Double Glazing Draught Proofing: A How-to-Guide

Double Glazing Draught Proofing: A How-to-Guide

With energy bills increasing and showing no signs of rates coming down, it is more important than ever to have an energy efficient home. Houses lose heat through a number of ways, and your house structure and other details will determine where you lose the most heat and where you can reduce heat loss.

For example, a poorly insulated roof is an area that will lose a large amount of heat, while windows and doors are also areas where a large proportion of heat is lost. Generally, when you upgrade your windows and doors for modern, double or triple glazed UPVC, you will be able to improve energy efficiency and reduce the likelihood of having draughts where hot air escapes.

However, older windows, windows that have been poorly fitted or structural problems can leave properties with problematic draughts. So, even if you have the highest quality double glazed windows installed, other factors can mean that you still get draughts that need remedial actions.

Here are some top tips for draught proofing your double glazing:

Check for any cold air around your windows and doors

The best way to determine whether you have areas around the windows or doors that require draught proofing, is to feel for a draught with your hand. Run your hand around the edges of your windows and doors and you should feel cold air on your palm if there is a draught.

There could be many different reasons for a draught, such as gaps between a door and the door frame or floor. Windows might have similar problems if the window has warped or the brickwork and plastering might not have a good finish around the edge of the window frames and there could be small gaps that are allowing heat to escape.

Once you have identified if there are any structural issues that could be fixed by a tradesman, you should get any necessary work completed to fix the gaps and prevent heat from escaping from these areas. You might be able to seal smaller gaps yourself using a window and door sealant.

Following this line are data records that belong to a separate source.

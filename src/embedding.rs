//! Sentence-embedding capability.
//!
//! The chunkers never load a model themselves. They receive an
//! `Arc<dyn EmbeddingModel>` at construction, so one loaded model serves every
//! chunker (and every thread) in the process, and tests can substitute a
//! double.
//!
//! Any model producing fixed-length dense vectors whose cosine similarity is
//! meaningful will do. Two implementations ship with the crate:
//!
//! | Model | Feature | Notes |
//! |-------|---------|-------|
//! | [`HashedBagOfWords`] | always | Lexical, deterministic, no download |
//! | `FastEmbedModel` | `fastembed` | ONNX sentence encoders (all-MiniLM-L6-v2, BGE) |

use unicode_segmentation::UnicodeSegmentation;

use crate::{Error, Result};

/// A sentence-embedding model.
///
/// Implementations must be deterministic for a given model version and safe
/// for concurrent read-only use.
pub trait EmbeddingModel: Send + Sync {
    /// Encode a batch of texts, one vector per text, in input order.
    ///
    /// # Errors
    ///
    /// Returns [`crate::Error::Embedding`] if the model fails. Callers treat
    /// this as fatal for the current chunking call.
    fn encode(&self, texts: &[String]) -> Result<Vec<Vec<f32>>>;

    /// Human-readable model name, used in logs.
    fn name(&self) -> &str;
}

/// Lexical embedder using the hashing trick.
///
/// Each lowercase word is hashed into one of `dim` buckets; the bucket counts
/// are L2-normalized. Texts sharing vocabulary land close together, which is
/// enough to detect topic shifts in product copy without a neural model.
///
/// ## Example
///
/// ```rust
/// use chunkwise::{EmbeddingModel, HashedBagOfWords};
///
/// let model = HashedBagOfWords::new(128).unwrap();
/// let vectors = model
///     .encode(&["waterproof jacket".to_string(), "jacket, waterproof!".to_string()])
///     .unwrap();
/// assert_eq!(vectors[0], vectors[1]);
/// ```
#[derive(Debug, Clone)]
pub struct HashedBagOfWords {
    dim: usize,
}

impl HashedBagOfWords {
    /// Create an embedder producing `dim`-dimensional vectors.
    ///
    /// # Errors
    ///
    /// Returns [`Error::InvalidConfig`] if `dim == 0`.
    pub fn new(dim: usize) -> Result<Self> {
        if dim == 0 {
            return Err(Error::InvalidConfig(
                "embedding dimension must be > 0".to_string(),
            ));
        }
        Ok(Self { dim })
    }

    /// Vector dimension.
    #[must_use]
    pub fn dim(&self) -> usize {
        self.dim
    }

    fn embed_one(&self, text: &str) -> Vec<f32> {
        let mut vector = vec![0.0_f32; self.dim];
        for word in text.unicode_words() {
            let bucket = fnv1a(&word.to_lowercase()) % self.dim as u64;
            vector[bucket as usize] += 1.0;
        }

        let norm = vector.iter().map(|x| x * x).sum::<f32>().sqrt();
        if norm > 0.0 {
            for x in &mut vector {
                *x /= norm;
            }
        }
        vector
    }
}

impl Default for HashedBagOfWords {
    fn default() -> Self {
        Self { dim: 256 }
    }
}

impl EmbeddingModel for HashedBagOfWords {
    fn encode(&self, texts: &[String]) -> Result<Vec<Vec<f32>>> {
        Ok(texts.iter().map(|t| self.embed_one(t)).collect())
    }

    fn name(&self) -> &str {
        "hashed-bag-of-words"
    }
}

// FNV-1a: stable across platforms and releases, unlike `DefaultHasher`.
fn fnv1a(s: &str) -> u64 {
    const OFFSET: u64 = 0xcbf2_9ce4_8422_2325;
    const PRIME: u64 = 0x0000_0100_0000_01b3;
    s.bytes()
        .fold(OFFSET, |hash, byte| (hash ^ u64::from(byte)).wrapping_mul(PRIME))
}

Use draught proofing materials

You can buy draught proofing materials such as weatherproof strips that you can fit between the frame and the window, if this is where you can feel cold air. There are a few different options that you will find in any standard DIY store, including foam strips that are the easiest to fit. You can also buy metal and plastic strips that have small brushes or wipers attached to them that provide a further level of insulation.

You need to make sure that you are buying the right size of strip for the width of the gap. If the width of the strip is larger than the gap, the strip will get squashed and will not provide the draught proofing that you need. It could also cause problems when you are trying to shut the windows and could even increase the amount of heat loss.

Get blinds or thermal curtains fitted

An alternative way of preventing heat loss through windows and doors is to have thermal curtains fitted or blinds that provide a tight level of insulation on the inside of your windows. The accuracy of the fitting of curtains or blinds is very important, because if you hang a curtain rail that leaves a big gap then you will not get a lot of insulation from the curtains. Blinds need to fit closely to all of the edges of the windows to prevent gaps around the top, bottom and sides.

You should always close your curtains and blinds when the weather is cold, so that you can keep as much heat in your home as possible.

Replacing your windows

UPVC windows will usually last for around 20-30 years but over time, they will become less energy efficient. Older types of double glazing designs do not incorporate the modern technology that provides a much higher level of thermal efficiency.

The reason that modern double glazing has great energy efficiency is because the gap between the two panes of glass that is filled with argon gas is a poor conductor of heat. This means that less heat will escape through the windows compared to single pane windows without this level of insulation. Over time, the sealed unit with the gas enclosed can break and this will usually be easy to identify because there will be condensation formed on the inside of the glass unit.

If the seal is broken then your windows will not be as energy efficient so if you want to reduce heat loss, you will need to rectify the problem. You do not necessarily need to replace the whole window, as the seal can be replaced at a much lower cost. However, if there are other issues that are affecting your windows then it might just be the time to get your double glazed windows or doors replaced.

By replacing old double glazed windows with new designs that offer a higher level of thermal efficiency, you could considerably reduce your heating bills, making the upgrade a financial investment that will help you to save money over time. If your windows are not ready to be replaced, then the draught proofing methods described above should help you to reduce heat loss and therefore keep your energy bills lower.